(Dataset entries)
--------

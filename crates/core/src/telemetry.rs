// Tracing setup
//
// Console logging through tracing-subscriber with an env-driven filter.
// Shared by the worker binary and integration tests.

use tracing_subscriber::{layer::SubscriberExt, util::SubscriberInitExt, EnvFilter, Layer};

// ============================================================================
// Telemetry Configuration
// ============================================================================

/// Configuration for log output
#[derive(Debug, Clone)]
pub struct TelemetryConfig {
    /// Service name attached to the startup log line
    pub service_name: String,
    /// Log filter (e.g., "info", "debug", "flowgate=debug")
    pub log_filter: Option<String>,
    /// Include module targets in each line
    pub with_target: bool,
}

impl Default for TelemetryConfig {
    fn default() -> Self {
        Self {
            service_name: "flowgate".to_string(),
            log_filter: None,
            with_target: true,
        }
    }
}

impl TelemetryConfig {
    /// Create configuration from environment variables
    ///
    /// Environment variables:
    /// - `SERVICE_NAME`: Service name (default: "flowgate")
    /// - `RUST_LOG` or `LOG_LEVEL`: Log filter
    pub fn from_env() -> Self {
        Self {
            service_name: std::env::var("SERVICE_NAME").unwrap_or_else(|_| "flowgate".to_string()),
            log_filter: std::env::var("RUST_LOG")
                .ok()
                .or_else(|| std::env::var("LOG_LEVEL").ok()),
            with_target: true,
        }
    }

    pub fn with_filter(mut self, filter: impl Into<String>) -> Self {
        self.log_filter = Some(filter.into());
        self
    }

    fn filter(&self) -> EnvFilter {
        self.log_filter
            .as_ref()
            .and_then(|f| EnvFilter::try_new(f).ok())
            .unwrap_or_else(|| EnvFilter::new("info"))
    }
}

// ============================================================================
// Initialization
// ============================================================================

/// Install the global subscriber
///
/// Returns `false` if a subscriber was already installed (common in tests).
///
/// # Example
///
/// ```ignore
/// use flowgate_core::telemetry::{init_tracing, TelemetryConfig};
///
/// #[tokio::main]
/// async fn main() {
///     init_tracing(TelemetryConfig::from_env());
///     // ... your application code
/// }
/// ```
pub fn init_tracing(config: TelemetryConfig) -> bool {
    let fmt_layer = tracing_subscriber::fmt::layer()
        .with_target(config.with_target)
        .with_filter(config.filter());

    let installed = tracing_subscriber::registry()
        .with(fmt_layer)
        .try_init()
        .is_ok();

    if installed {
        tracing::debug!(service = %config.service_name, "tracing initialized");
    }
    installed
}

--------

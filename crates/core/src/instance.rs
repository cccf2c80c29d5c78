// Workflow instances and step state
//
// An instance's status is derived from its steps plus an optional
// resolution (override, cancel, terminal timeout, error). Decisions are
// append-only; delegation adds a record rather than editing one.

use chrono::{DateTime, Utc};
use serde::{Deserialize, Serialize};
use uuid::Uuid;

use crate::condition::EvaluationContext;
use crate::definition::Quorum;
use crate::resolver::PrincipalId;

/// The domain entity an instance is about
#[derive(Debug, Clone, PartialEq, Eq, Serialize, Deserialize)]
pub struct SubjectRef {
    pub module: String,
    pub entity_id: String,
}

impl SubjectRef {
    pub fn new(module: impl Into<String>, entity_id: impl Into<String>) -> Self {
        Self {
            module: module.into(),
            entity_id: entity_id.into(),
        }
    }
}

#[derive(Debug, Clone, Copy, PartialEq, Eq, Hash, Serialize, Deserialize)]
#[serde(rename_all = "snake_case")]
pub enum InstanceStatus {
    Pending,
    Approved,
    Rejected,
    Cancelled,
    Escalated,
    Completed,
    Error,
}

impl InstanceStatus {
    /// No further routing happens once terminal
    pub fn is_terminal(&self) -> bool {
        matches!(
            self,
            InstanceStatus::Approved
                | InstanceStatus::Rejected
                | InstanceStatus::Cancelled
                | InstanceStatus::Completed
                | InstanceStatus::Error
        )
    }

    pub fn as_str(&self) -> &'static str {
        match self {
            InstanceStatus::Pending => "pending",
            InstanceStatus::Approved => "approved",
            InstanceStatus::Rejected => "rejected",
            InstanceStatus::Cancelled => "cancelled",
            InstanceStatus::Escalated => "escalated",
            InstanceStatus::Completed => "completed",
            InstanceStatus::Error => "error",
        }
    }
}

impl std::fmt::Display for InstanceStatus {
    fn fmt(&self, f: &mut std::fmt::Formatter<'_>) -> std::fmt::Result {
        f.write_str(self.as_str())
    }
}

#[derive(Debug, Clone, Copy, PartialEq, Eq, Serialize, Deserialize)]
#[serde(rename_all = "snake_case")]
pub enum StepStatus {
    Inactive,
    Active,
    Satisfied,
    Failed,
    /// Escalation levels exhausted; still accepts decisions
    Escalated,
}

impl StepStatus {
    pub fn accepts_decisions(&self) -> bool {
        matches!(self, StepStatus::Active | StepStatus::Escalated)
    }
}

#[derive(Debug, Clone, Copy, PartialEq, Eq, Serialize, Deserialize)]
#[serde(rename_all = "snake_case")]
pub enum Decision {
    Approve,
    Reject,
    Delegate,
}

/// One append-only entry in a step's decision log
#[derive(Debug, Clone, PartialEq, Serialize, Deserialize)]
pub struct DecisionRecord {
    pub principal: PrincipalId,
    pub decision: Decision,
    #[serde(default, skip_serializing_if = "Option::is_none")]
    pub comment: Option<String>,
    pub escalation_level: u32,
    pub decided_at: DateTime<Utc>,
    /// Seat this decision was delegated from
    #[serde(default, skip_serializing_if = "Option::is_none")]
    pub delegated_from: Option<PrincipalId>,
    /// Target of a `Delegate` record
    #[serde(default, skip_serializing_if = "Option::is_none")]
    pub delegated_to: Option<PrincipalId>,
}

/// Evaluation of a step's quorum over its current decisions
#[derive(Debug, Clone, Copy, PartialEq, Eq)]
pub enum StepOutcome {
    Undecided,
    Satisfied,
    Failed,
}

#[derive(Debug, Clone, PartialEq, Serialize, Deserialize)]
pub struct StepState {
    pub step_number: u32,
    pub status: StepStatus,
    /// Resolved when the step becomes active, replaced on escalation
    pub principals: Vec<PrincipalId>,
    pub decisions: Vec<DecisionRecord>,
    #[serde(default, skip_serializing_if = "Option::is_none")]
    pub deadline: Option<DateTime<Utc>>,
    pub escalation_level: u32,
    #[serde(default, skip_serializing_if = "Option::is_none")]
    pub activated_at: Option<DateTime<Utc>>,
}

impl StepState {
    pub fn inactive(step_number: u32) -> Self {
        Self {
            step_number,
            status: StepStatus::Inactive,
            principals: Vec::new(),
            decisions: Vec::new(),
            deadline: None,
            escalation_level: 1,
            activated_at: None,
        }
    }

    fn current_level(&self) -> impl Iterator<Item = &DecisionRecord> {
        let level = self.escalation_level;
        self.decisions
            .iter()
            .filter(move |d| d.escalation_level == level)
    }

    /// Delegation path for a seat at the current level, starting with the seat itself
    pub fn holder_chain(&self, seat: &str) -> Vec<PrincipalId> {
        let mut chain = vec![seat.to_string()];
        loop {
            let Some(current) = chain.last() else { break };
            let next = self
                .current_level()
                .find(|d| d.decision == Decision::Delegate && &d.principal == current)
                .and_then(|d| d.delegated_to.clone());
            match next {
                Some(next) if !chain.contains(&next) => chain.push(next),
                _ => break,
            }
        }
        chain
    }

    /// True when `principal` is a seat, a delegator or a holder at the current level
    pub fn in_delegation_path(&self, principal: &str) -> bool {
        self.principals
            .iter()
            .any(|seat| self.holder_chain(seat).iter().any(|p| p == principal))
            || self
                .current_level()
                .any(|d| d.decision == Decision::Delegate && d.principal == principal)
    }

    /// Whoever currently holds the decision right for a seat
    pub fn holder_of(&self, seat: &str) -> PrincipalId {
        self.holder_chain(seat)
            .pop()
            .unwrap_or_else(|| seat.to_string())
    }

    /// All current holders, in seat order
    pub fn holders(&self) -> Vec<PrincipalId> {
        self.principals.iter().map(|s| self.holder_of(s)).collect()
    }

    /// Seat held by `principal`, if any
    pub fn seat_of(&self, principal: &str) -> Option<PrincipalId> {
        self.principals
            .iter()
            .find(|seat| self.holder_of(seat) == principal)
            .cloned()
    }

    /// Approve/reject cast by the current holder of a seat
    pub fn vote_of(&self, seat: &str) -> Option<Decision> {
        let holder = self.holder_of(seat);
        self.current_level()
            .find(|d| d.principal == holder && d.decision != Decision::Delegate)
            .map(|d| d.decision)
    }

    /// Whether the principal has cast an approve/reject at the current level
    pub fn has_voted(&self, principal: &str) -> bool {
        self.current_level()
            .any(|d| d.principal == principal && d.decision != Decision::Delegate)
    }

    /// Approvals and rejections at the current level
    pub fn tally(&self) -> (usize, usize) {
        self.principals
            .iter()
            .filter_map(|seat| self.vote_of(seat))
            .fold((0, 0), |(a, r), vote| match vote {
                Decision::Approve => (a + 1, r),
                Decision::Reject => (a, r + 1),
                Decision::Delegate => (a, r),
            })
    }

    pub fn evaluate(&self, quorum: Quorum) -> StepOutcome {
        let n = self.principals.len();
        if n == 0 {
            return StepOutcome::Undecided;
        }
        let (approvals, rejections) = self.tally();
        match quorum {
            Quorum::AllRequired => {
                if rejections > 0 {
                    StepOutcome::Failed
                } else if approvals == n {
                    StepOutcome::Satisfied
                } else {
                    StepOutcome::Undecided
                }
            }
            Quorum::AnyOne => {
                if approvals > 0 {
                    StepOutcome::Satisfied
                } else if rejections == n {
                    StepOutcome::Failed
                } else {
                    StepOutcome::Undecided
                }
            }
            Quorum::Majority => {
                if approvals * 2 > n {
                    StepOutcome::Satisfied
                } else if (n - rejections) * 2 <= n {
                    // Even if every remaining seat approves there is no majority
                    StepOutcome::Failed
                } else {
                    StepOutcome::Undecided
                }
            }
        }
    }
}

--------

- _REQUIRED ACTION_
Among the lines above, repeat exactly those from the line with "filename crates/core/src/telemetry.rs" to the line with "pub struct TelemetryConfig", counting both ends.

- _YOUR RESPONSE_
filename crates/core/src/telemetry.rs
// Tracing setup
//
// Console logging through tracing-subscriber with an env-driven filter.
// Shared by the worker binary and integration tests.

use tracing_subscriber::{layer::SubscriberExt, util::SubscriberInitExt, EnvFilter, Layer};

// ============================================================================
// Telemetry Configuration
// ============================================================================

/// Configuration for log output
#[derive(Debug, Clone)]
pub struct TelemetryConfig {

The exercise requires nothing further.